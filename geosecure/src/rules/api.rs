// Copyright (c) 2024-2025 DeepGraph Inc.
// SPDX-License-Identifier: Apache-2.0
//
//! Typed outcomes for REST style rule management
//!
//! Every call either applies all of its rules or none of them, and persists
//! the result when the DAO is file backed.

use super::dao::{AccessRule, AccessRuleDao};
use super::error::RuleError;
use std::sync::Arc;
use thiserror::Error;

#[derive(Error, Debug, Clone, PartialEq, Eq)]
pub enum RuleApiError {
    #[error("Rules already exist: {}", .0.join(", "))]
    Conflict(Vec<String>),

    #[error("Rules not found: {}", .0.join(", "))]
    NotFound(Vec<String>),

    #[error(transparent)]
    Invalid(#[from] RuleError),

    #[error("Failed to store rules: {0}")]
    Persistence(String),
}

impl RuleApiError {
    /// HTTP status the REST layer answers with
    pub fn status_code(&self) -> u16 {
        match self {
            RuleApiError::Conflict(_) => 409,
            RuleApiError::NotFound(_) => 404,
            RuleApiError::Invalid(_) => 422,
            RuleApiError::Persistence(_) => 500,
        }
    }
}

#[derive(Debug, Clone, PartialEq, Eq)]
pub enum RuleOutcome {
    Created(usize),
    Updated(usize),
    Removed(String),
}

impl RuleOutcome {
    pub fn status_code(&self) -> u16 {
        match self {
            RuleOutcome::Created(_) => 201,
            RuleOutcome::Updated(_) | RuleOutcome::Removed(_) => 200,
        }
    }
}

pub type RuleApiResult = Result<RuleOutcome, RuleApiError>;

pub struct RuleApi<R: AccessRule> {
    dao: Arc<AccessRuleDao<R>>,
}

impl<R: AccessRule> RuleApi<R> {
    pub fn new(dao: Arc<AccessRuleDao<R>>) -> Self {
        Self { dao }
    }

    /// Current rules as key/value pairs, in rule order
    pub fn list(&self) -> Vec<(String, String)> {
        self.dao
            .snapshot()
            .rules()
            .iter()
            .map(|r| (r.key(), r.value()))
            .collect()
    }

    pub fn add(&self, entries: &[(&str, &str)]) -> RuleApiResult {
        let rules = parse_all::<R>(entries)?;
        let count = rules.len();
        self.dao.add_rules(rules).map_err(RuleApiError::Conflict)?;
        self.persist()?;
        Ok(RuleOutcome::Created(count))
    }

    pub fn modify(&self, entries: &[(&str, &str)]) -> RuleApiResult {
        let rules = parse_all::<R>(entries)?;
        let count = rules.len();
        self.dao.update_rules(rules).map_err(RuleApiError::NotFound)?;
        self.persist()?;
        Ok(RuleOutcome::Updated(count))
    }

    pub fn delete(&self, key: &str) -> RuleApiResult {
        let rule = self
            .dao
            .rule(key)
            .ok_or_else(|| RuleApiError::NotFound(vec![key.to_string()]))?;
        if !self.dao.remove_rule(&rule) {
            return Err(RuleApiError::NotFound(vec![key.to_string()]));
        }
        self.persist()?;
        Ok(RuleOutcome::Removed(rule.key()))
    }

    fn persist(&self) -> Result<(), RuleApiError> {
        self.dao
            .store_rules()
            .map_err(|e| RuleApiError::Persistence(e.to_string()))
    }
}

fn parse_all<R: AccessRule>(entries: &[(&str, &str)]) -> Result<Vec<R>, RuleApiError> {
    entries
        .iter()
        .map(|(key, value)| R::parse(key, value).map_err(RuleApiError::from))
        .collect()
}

^^^^^^^^^^^^^^^^

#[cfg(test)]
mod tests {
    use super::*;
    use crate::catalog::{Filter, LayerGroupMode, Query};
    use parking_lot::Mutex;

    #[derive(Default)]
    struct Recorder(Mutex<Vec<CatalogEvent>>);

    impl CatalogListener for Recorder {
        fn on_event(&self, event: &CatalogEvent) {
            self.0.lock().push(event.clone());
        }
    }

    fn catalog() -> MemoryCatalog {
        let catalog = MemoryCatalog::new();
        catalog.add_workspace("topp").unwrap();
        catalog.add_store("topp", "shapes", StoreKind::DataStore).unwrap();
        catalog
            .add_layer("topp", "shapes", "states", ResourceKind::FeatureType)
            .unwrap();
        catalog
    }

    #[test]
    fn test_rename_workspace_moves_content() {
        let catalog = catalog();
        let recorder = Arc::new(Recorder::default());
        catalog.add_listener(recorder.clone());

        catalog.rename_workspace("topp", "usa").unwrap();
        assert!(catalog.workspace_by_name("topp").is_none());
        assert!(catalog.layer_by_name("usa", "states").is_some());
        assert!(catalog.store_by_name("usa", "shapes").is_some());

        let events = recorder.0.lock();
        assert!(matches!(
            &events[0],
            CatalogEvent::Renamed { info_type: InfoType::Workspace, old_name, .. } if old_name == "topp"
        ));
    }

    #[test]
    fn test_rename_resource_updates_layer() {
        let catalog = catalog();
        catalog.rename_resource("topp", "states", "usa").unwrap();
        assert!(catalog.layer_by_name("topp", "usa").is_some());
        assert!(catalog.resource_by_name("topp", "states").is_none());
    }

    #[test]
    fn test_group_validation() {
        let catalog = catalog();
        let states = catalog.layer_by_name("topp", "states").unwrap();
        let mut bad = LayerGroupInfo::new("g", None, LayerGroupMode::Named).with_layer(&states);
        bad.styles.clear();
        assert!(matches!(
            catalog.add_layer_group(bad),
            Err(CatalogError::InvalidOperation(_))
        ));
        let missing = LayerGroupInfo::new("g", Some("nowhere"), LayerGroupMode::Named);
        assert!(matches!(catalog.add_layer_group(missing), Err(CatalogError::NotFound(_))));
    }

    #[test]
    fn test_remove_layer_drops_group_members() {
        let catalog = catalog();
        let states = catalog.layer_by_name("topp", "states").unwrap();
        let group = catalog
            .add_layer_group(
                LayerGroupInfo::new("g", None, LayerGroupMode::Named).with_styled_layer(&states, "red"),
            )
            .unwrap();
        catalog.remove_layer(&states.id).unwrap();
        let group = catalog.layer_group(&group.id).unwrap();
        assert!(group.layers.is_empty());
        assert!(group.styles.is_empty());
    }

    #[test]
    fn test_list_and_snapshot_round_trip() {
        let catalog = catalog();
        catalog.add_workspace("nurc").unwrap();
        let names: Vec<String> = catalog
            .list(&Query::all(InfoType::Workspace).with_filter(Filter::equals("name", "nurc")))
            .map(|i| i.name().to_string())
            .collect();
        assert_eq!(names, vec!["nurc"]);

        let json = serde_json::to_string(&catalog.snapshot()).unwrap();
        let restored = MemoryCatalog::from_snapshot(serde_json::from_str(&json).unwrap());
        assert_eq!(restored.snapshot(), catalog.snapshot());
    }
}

^^^^^^^^^^^^^^^^

In the listing above, find the line with "pub struct RuleApi<R: AccessRule>" and the line with "pub fn list(&self)", then print exactly those lines and every line between them.

* **RESPONSE FOR THIS EXERCISE**:
pub struct RuleApi<R: AccessRule> {
    dao: Arc<AccessRuleDao<R>>,
}

impl<R: AccessRule> RuleApi<R> {
    pub fn new(dao: Arc<AccessRuleDao<R>>) -> Self {
        Self { dao }
    }

    /// Current rules as key/value pairs, in rule order
    pub fn list(&self) -> Vec<(String, String)> {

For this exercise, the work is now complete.